• **HOW TO COMPLETE THIS TASK**: Below are some entries. Copy each line that holds the string "lower".

• **DATA UNDER STUDY**:
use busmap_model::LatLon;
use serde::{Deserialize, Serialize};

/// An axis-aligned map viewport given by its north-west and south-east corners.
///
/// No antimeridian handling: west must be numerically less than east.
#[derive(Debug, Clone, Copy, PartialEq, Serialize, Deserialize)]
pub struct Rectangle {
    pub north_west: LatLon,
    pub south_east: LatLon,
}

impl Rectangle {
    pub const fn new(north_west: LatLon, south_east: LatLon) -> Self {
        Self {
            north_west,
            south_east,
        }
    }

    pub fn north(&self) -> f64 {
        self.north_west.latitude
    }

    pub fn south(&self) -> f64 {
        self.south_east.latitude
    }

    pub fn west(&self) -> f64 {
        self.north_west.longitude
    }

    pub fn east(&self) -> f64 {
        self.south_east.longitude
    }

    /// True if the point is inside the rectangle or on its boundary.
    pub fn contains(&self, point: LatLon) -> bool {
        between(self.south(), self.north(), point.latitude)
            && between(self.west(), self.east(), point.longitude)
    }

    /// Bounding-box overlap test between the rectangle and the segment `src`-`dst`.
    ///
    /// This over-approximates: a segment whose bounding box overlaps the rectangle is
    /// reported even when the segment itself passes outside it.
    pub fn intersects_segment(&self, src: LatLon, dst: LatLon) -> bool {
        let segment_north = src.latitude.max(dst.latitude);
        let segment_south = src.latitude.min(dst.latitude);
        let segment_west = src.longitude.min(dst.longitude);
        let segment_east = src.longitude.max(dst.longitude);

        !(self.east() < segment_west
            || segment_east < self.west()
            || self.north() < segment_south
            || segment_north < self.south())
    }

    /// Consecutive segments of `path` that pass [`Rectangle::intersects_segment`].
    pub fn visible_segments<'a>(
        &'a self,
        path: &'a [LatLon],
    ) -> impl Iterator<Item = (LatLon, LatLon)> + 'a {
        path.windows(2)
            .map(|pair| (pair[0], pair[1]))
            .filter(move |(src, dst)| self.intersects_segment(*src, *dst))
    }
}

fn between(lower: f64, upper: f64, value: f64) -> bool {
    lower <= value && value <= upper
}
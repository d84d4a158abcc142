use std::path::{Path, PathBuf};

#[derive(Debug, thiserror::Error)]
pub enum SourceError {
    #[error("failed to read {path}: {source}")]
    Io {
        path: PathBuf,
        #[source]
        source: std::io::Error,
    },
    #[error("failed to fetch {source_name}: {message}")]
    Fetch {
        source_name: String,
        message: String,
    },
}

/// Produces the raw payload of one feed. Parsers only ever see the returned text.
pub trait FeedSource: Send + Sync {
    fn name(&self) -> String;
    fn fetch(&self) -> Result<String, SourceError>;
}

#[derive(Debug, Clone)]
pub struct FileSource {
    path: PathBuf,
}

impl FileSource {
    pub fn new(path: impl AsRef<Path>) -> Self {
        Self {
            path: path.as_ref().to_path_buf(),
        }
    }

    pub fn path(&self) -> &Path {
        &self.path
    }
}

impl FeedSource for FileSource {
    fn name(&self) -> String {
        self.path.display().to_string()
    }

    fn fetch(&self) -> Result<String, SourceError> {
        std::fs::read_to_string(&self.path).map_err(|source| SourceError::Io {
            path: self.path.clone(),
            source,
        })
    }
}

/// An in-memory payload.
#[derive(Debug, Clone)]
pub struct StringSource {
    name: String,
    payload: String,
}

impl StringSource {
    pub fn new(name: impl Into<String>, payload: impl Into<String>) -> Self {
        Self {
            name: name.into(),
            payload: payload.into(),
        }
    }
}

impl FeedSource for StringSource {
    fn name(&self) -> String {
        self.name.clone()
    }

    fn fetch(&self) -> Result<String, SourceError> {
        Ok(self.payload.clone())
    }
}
* * *
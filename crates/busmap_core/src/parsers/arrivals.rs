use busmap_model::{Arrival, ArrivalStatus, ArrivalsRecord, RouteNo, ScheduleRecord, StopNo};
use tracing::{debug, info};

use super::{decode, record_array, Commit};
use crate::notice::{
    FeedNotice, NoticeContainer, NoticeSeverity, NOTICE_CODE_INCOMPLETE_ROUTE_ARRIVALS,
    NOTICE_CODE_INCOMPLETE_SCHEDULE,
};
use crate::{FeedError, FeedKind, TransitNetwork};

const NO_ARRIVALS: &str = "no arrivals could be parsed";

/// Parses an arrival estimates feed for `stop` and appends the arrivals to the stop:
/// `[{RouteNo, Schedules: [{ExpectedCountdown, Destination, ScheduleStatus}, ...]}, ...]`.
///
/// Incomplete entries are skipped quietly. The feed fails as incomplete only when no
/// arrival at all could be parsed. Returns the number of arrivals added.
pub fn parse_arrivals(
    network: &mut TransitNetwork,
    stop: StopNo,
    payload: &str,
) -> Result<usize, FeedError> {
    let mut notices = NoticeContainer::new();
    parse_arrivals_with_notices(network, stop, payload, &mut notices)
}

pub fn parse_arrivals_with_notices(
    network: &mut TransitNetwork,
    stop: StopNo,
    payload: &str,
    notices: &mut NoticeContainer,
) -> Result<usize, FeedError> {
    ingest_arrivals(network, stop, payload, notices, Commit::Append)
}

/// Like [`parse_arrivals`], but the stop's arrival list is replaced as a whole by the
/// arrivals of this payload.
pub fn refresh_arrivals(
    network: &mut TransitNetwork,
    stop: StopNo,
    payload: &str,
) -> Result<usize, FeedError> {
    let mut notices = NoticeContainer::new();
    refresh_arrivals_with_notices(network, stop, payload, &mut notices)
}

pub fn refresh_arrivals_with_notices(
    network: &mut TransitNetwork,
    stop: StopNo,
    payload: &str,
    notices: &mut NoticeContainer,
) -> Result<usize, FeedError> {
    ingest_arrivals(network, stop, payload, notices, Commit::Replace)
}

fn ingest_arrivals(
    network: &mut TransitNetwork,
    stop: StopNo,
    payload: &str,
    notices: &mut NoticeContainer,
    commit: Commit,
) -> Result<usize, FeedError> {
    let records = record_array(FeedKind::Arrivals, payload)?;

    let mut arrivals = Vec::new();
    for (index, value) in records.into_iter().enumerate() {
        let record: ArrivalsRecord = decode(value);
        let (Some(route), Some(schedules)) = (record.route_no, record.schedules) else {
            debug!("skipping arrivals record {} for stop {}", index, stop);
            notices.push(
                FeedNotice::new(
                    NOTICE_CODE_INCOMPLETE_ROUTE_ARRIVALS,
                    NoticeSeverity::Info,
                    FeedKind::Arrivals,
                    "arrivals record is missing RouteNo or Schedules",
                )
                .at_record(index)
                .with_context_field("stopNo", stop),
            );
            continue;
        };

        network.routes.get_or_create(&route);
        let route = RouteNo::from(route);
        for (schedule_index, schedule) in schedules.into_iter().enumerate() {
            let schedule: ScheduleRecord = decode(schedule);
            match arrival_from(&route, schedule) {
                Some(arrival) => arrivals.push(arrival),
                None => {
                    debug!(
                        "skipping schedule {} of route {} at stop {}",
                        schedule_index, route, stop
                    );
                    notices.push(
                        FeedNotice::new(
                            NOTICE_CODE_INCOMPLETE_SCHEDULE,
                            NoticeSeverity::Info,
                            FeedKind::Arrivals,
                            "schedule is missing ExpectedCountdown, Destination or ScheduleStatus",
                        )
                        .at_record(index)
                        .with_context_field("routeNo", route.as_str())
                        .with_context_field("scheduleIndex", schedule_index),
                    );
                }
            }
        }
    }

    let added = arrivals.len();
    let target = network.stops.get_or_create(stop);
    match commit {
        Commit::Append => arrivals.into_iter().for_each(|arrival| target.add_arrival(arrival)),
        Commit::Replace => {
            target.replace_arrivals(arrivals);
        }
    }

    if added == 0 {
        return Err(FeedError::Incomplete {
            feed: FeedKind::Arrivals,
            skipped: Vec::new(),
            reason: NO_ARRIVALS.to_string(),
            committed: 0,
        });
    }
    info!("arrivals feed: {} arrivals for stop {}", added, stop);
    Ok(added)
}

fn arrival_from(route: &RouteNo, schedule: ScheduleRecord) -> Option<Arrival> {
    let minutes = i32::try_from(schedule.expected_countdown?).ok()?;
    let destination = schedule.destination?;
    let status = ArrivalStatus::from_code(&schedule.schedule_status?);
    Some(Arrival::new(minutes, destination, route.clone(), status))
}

• **ANSWER SECTION**:
fn between(lower: f64, upper: f64, value: f64) -> bool {
    lower <= value && value <= upper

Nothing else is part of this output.